О’Келли набрал воздуху, чтобы продолжить выволочку, но уже заметно остыл.
— Либо Курран заслуживает «Оскар», — сказал он более благодушно, — либо ты заслужил хорошего пинка. — Он потер глаза большим и указательным пальцами. — Где сейчас этот кретин?
— Я отправил его домой. Не хотел, чтобы он прикасался к чему-то еще.
— И правильно, черт побери. Свяжись с ним, скажи, чтобы утром сразу явился ко мне.
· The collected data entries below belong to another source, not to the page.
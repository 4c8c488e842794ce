mod app_cfg;
mod app_fns;
mod arg_parse;
mod errors;

//exports
pub use app_cfg::{AppCfg, DirCfg, OutputCfg, ReportVerbosity};
pub use app_fns::run_app;
pub use arg_parse::parse_args;
pub use errors::AppError;
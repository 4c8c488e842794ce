use std::{
    ffi::OsString,
    io::{self, Read},
    path::{Path, PathBuf},
    process::{Child, ChildStdout, Command, Stdio},
    thread::JoinHandle,
};

use serde::Deserialize;

use super::img_ops::bytes_to_image;
use crate::library::{
    errors::DecodeError,
    frame_source::{DecodedFrame, FrameDecoder},
};

//sometimes ffmpeg creates very long error messages. Limit them to the first 500 characters
fn truncate_tool_output(msg: &str) -> String {
    msg.trim().chars().take(500).collect::<String>()
}

#[derive(Debug, Clone, PartialEq)]
pub struct VideoGeometry {
    pub dimensions_x: u32,
    pub dimensions_y: u32,
    pub frame_count: Option<u64>,
}

#[derive(Deserialize)]
struct ProbeOutput {
    #[serde(default)]
    streams: Vec<ProbeStream>,
}

#[derive(Deserialize)]
struct ProbeStream {
    width: Option<u32>,
    height: Option<u32>,
    nb_frames: Option<String>,
}

fn open_error(src_path: &Path, src: impl Into<String>) -> DecodeError {
    DecodeError::Open {
        path: src_path.to_path_buf(),
        src: src.into(),
    }
}

pub fn probe_video<P: AsRef<Path>>(src_path: P) -> Result<VideoGeometry, DecodeError> {
    let src_path = src_path.as_ref();

    #[rustfmt::skip]
    let output = Command::new("ffprobe")
        .args(&[
            "-v", "error",
            "-select_streams", "v:0",
            "-show_entries", "stream=width,height,nb_frames",
            "-of", "json",
        ])
        .arg(escaped_path(src_path))
        .output()
        .map_err(|e| open_error(src_path, format!("failed to run ffprobe: {}", e)))?;

    if !output.status.success() {
        return Err(open_error(
            src_path,
            truncate_tool_output(&String::from_utf8_lossy(&output.stderr)),
        ));
    }

    parse_probe_output(src_path, &output.stdout)
}

fn parse_probe_output(src_path: &Path, stdout: &[u8]) -> Result<VideoGeometry, DecodeError> {
    let parsed: ProbeOutput = serde_json::from_slice(stdout)
        .map_err(|e| open_error(src_path, format!("unreadable ffprobe output: {}", e)))?;

    let stream = parsed
        .streams
        .into_iter()
        .next()
        .ok_or_else(|| open_error(src_path, "no video stream found"))?;

    match (stream.width, stream.height) {
        (Some(dimensions_x), Some(dimensions_y)) if dimensions_x > 0 && dimensions_y > 0 => Ok(VideoGeometry {
            dimensions_x,
            dimensions_y,
            //"N/A" for containers which do not record a frame count.
            frame_count: stream.nb_frames.and_then(|n| n.parse().ok()),
        }),
        _ => Err(open_error(src_path, "video stream has no usable dimensions")),
    }
}

/// Decodes videos by piping raw RGB frames out of an `ffmpeg` child process.
#[derive(Debug, Clone, Copy, Default)]
pub struct FfmpegDecoder;

impl FrameDecoder for FfmpegDecoder {
    type Source = FfmpegFrameSource;

    fn open(&self, src_path: &Path, interval: u32) -> Result<Self::Source, DecodeError> {
        FfmpegFrameSource::spawn(src_path, interval)
    }
}

pub struct FfmpegFrameSource {
    src_path: PathBuf,
    child: Child,
    stdout: ChildStdout,
    stderr_drain: Option<JoinHandle<String>>,
    geometry: VideoGeometry,
    interval: u64,
    frames_read: u64,
    finished: bool,
}

impl FfmpegFrameSource {
    pub fn spawn(src_path: &Path, interval: u32) -> Result<Self, DecodeError> {
        let geometry = probe_video(src_path)?;
        let interval = std::cmp::max(interval, 1);

        //select every nth decoded frame; passthrough vsync stops ffmpeg duplicating/dropping frames.
        let mut filter_args: Vec<String> = vec![];
        if interval > 1 {
            filter_args.push("-vf".to_string());
            filter_args.push(format!("select=not(mod(n\\,{}))", interval));
        }

        #[rustfmt::skip]
        let spawn_result = Command::new("ffmpeg")
            .args(&[
                "-hide_banner",
                "-loglevel", "error",
                "-nostats",
                "-noautorotate",
                "-i",
            ])
            .arg(escaped_path(src_path))
            .args(&["-map", "0:v:0", "-an", "-sn"])
            .args(&filter_args)
            .args(&[
                "-vsync", "0",
                "-pix_fmt", "rgb24",
                "-f", "rawvideo",
                "-",
            ])
            .stdin(Stdio::null())
            .stdout(Stdio::piped())
            .stderr(Stdio::piped())
            .spawn();

        let mut child = spawn_result.map_err(|e| open_error(src_path, format!("failed to run ffmpeg: {}", e)))?;

        let stdout = match child.stdout.take() {
            Some(stdout) => stdout,
            None => {
                reap(&mut child);
                return Err(open_error(src_path, "ffmpeg stdout was not captured"));
            }
        };

        //stderr is drained on its own thread so that a chatty ffmpeg can never fill the
        //pipe and stall while we are blocked reading frames from stdout.
        let stderr_drain = child.stderr.take().map(|mut stderr| {
            std::thread::spawn(move || {
                let mut msg = String::new();
                let _ = stderr.read_to_string(&mut msg);
                msg
            })
        });

        debug!(
            target: "video_pipeline",
            "Decoding {} ({}x{}, {} frames, interval {})",
            src_path.display(),
            geometry.dimensions_x,
            geometry.dimensions_y,
            geometry.frame_count.map(|n| n.to_string()).unwrap_or_else(|| "unknown".to_string()),
            interval
        );

        Ok(Self {
            src_path: src_path.to_path_buf(),
            child,
            stdout,
            stderr_drain,
            geometry,
            interval: interval as u64,
            frames_read: 0,
            finished: false,
        })
    }

    fn frame_len(&self) -> usize {
        self.geometry.dimensions_x as usize * self.geometry.dimensions_y as usize * 3
    }

    fn next_index(&self) -> u64 {
        self.frames_read * self.interval
    }

    fn collect_stderr(&mut self) -> String {
        self.stderr_drain
            .take()
            .and_then(|handle| handle.join().ok())
            .map(|msg| truncate_tool_output(&msg))
            .unwrap_or_default()
    }

    //called once ffmpeg has closed stdout. Reports a failure if ffmpeg exited uncleanly.
    fn finish(&mut self) -> Option<DecodeError> {
        self.finished = true;
        let status = self.child.wait();
        let stderr = self.collect_stderr();

        match status {
            Ok(status) if status.success() => None,
            Ok(status) => Some(DecodeError::Frame {
                path: self.src_path.clone(),
                frame_index: self.next_index(),
                src: if stderr.is_empty() {
                    format!("ffmpeg exited with {}", status)
                } else {
                    stderr
                },
            }),
            Err(e) => Some(DecodeError::Frame {
                path: self.src_path.clone(),
                frame_index: self.next_index(),
                src: format!("failed to wait for ffmpeg: {}", e),
            }),
        }
    }

    fn abort(&mut self, e: DecodeError) -> Option<Result<DecodedFrame, DecodeError>> {
        self.finished = true;
        reap(&mut self.child);
        let _ = self.collect_stderr();
        Some(Err(e))
    }
}

impl Iterator for FfmpegFrameSource {
    type Item = Result<DecodedFrame, DecodeError>;

    fn next(&mut self) -> Option<Self::Item> {
        if self.finished {
            return None;
        }

        let frame_index = self.next_index();
        let expected = self.frame_len();
        let mut buf = vec![0; expected];

        match read_full(&mut self.stdout, &mut buf) {
            Ok(0) => self.finish().map(Err),
            Ok(got) if got < expected => {
                let e = DecodeError::Truncated {
                    path: self.src_path.clone(),
                    frame_index,
                    got,
                    expected,
                };
                self.abort(e)
            }
            Ok(_) => match bytes_to_image(buf, self.geometry.dimensions_x, self.geometry.dimensions_y) {
                Ok(image) => {
                    self.frames_read += 1;
                    Some(Ok(DecodedFrame::new(frame_index, image)))
                }
                Err(e) => {
                    let e = DecodeError::Frame {
                        path: self.src_path.clone(),
                        frame_index,
                        src: e.to_string(),
                    };
                    self.abort(e)
                }
            },
            Err(e) => {
                let e = DecodeError::Frame {
                    path: self.src_path.clone(),
                    frame_index,
                    src: e.to_string(),
                };
                self.abort(e)
            }
        }
    }
}

impl Drop for FfmpegFrameSource {
    fn drop(&mut self) {
        if !self.finished {
            reap(&mut self.child);
        }
        if let Some(handle) = self.stderr_drain.take() {
            let _ = handle.join();
        }
    }
}

fn reap(child: &mut Child) {
    let _ = child.kill();
    let _ = child.wait();
}

//Fill buf as far as possible. Returns fewer bytes than buf.len() only at end of stream.
fn read_full(reader: &mut impl Read, buf: &mut [u8]) -> io::Result<usize> {
    let mut filled = 0;
    while filled < buf.len() {
        match reader.read(&mut buf[filled..]) {
            Ok(0) => break,
            Ok(n) => filled += n,
            Err(e) if e.kind() == io::ErrorKind::Interrupted => continue,
            Err(e) => return Err(e),
        }
    }
    Ok(filled)
}

fn escaped_path(path: impl AsRef<Path>) -> OsString {
    OsString::from(path.as_ref().as_os_str())
}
Если он выживет после нашей беседы, я найду для него хороший стол, где он сможет перебирать бумажки, пока с ним не закончат Расследования.
— Слушаюсь, сэр.
Напишу Ричи сообщение, разговаривать с ним я больше не хотел.
— Если бы твоя сестра не стащила вещдок, сдал бы его Курран? Или спустил бы в унитаз, не сказав ни слова? Ты знаешь его лучше, чем я. Как по-твоему?
«Сэр, он сдал бы его сегодня же. Ставлю месячную зарплату…» Все напарники, которым я завидовал, поручились бы в этом не задумываясь, однако Ричи уже не был моим напарником — если вообще когда-то им являлся.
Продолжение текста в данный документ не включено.